Five years later, the Edoms with their daughter Verna Mae "Vme", moved to Aurora, Missouri, for Cliff to study under renowned photographer Charles S. Martz at Tasopé and he went on to serve as educational director of TASOPE, the Aurora School of Photo-Engraving, as well as editor of its magazine The Tasope News, later PIX.

In 1943, Frank Luther Mott, dean of the School of Journalism at the University of Missouri at Columbia, recruited Edom to head the new photojournalism sequence. He also enrolled as an undergraduate; teaching classes he wasn't able to take until his junior year, and finally completed his Bachelor of Journalism in 1946.

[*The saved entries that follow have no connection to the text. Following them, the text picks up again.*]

//! Loudness smoothing for the VAD and the orb.
//!
//! The VAD reads a symmetric average (EMA or fixed window). The orb reads an
//! attack/release envelope so it rises quickly and decays gently.

use crate::config::{
    AppConfig, SmoothingMode, DEFAULT_ATTACK, DEFAULT_EMA_ALPHA, DEFAULT_RELEASE,
    DEFAULT_SMOOTHING, DEFAULT_SMOOTHING_WINDOW,
};
use std::collections::VecDeque;

#[derive(Debug, Clone, Copy, PartialEq)]
pub struct SmootherConfig {
    pub mode: SmoothingMode,
    pub alpha: f32,
    pub window: usize,
    pub attack: f32,
    pub release: f32,
}

impl Default for SmootherConfig {
    fn default() -> Self {
        Self {
            mode: DEFAULT_SMOOTHING,
            alpha: DEFAULT_EMA_ALPHA,
            window: DEFAULT_SMOOTHING_WINDOW,
            attack: DEFAULT_ATTACK,
            release: DEFAULT_RELEASE,
        }
    }
}

impl From<&AppConfig> for SmootherConfig {
    fn from(cfg: &AppConfig) -> Self {
        Self {
            mode: cfg.smoothing,
            alpha: cfg.ema_alpha,
            window: cfg.smoothing_window,
            attack: cfg.attack,
            release: cfg.release,
        }
    }
}

enum Strategy {
    Ema { alpha: f32 },
    Window { samples: VecDeque<f32>, size: usize },
}

/// Moving average over loudness samples. Owned by a single listener.
pub struct LoudnessSmoother {
    strategy: Strategy,
    value: f32,
}

impl LoudnessSmoother {
    pub fn new(cfg: &SmootherConfig) -> Self {
        let strategy = match cfg.mode {
            SmoothingMode::Ema => Strategy::Ema {
                alpha: cfg.alpha.clamp(f32::EPSILON, 1.0),
            },
            SmoothingMode::Window => {
                let size = cfg.window.max(1);
                Strategy::Window {
                    samples: VecDeque::with_capacity(size),
                    size,
                }
            }
        };
        Self {
            strategy,
            value: 0.0,
        }
    }

    pub fn ema(alpha: f32) -> Self {
        Self::new(&SmootherConfig {
            mode: SmoothingMode::Ema,
            alpha,
            ..SmootherConfig::default()
        })
    }

    pub fn window(size: usize) -> Self {
        Self::new(&SmootherConfig {
            mode: SmoothingMode::Window,
            window: size,
            ..SmootherConfig::default()
        })
    }

    /// Fold one sample in and return the new smoothed loudness.
    pub fn push(&mut self, sample: f32) -> f32 {
        let sample = if sample.is_finite() {
            sample.clamp(0.0, 1.0)
        } else {
            0.0
        };
        self.value = match &mut self.strategy {
            Strategy::Ema { alpha } => self.value + *alpha * (sample - self.value),
            Strategy::Window { samples, size } => {
                if samples.len() == *size {
                    samples.pop_front();
                }
                samples.push_back(sample);
                // Recomputed each time so float error never accumulates.
                samples.iter().sum::<f32>() / samples.len() as f32
            }
        };
        self.value
    }

    pub fn value(&self) -> f32 {
        self.value
    }

    /// Drop all history so a new session starts from silence.
    pub fn reset(&mut self) {
        self.value = 0.0;
        if let Strategy::Window { samples, .. } = &mut self.strategy {
            samples.clear();
        }
    }

    pub fn mode(&self) -> SmoothingMode {
        match self.strategy {
            Strategy::Ema { .. } => SmoothingMode::Ema,
            Strategy::Window { .. } => SmoothingMode::Window,
        }
    }
}

/// Asymmetric envelope follower used for visuals.
#[derive(Debug, Clone, Copy)]
pub struct AttackRelease {
    attack: f32,
    release: f32,
    value: f32,
}

impl AttackRelease {
    pub fn new(attack: f32, release: f32) -> Self {
        Self {
            attack: attack.clamp(f32::EPSILON, 1.0),
            release: release.clamp(f32::EPSILON, 1.0),
            value: 0.0,
        }
    }

    pub fn push(&mut self, sample: f32) -> f32 {
        let sample = if sample.is_finite() {
            sample.clamp(0.0, 1.0)
        } else {
            0.0
        };
        let coeff = if sample > self.value {
            self.attack
        } else {
            self.release
        };
        self.value += coeff * (sample - self.value);
        self.value
    }

    pub fn value(&self) -> f32 {
        self.value
    }

    pub fn reset(&mut self) {
        self.value = 0.0;
    }
}

impl From<&SmootherConfig> for AttackRelease {
    fn from(cfg: &SmootherConfig) -> Self {
        Self::new(cfg.attack, cfg.release)
    }
}

#[cfg(test)]
mod tests {
    use super::*;

    #[test]
    fn ema_blends_towards_sample() {
        let mut smoother = LoudnessSmoother::ema(0.22);
        let first = smoother.push(1.0);
        assert!((first - 0.22).abs() < 1e-6);
        let second = smoother.push(1.0);
        assert!((second - (0.22 + 0.22 * 0.78)).abs() < 1e-6);
    }

    #[test]
    fn ema_converges_to_constant_input() {
        let mut smoother = LoudnessSmoother::ema(0.22);
        for _ in 0..200 {
            smoother.push(0.5);
        }
        assert!((smoother.value() - 0.5).abs() < 1e-4);
    }

    #[test]
    fn window_is_arithmetic_mean_of_last_n() {
        let mut smoother = LoudnessSmoother::window(4);
        for sample in [0.0, 0.0, 0.0, 0.0, 1.0, 1.0] {
            smoother.push(sample);
        }
        assert!((smoother.value() - 0.5).abs() < 1e-6);
        assert_eq!(smoother.mode(), SmoothingMode::Window);
    }

    #[test]
    fn reset_clears_stale_energy() {
        let mut ema = LoudnessSmoother::ema(0.5);
        ema.push(1.0);
        ema.reset();
        assert_eq!(ema.value(), 0.0);
        assert!((ema.push(0.2) - 0.1).abs() < 1e-6);

        let mut window = LoudnessSmoother::window(3);
        window.push(1.0);
        window.push(1.0);
        window.reset();
        assert!((window.push(0.3) - 0.3).abs() < 1e-6);
    }

    #[test]
    fn non_finite_samples_count_as_silence() {
        let mut smoother = LoudnessSmoother::ema(1.0);
        assert_eq!(smoother.push(f32::NAN), 0.0);
        assert_eq!(smoother.push(f32::INFINITY), 0.0);
    }

    #[test]
    fn envelope_rises_faster_than_it_falls() {
        let mut env = AttackRelease::new(0.5, 0.1);
        let up = env.push(1.0);
        assert!((up - 0.5).abs() < 1e-6);
        let down = env.push(0.0);
        assert!((down - 0.45).abs() < 1e-6);
        env.reset();
        assert_eq!(env.value(), 0.0);
    }
}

Edom was prolific in his advancement of photojournalism as a recognized field, including the founding of Kappa Alpha Mu, the National Photojournalism Honors Society on April 20, 1945, and editing with Vi Edom the society's official publication, The National Photojournalist. He also established the News Pictures of the Year Competition and Exhibition, now Pictures of the Year International (POYi), in 1944, incorporating the College Photographer of the Year competition the next year.

In 1949, the Edoms founded the first Missouri Photo Workshop to teach methods of research, observation, and timing in developing photostories of rural Missouri towns. Roy Stryker, Russell Lee, Angus McDougall, among many other of America's leading newspaper and magazine photographers and editors, have served as faculty at the workshop. According to the Missouri Photo Workshop, Edom's credo was to "Show truth with a camera. Ideally truth is a matter of personal integrity. In no circumstances will a posed or fake photograph be tolerated."

In 1955, Edom received the Joseph A. Sprague Memorial Award from the National Press Photographers Association, which is "the highest honor in the field of photojournalism."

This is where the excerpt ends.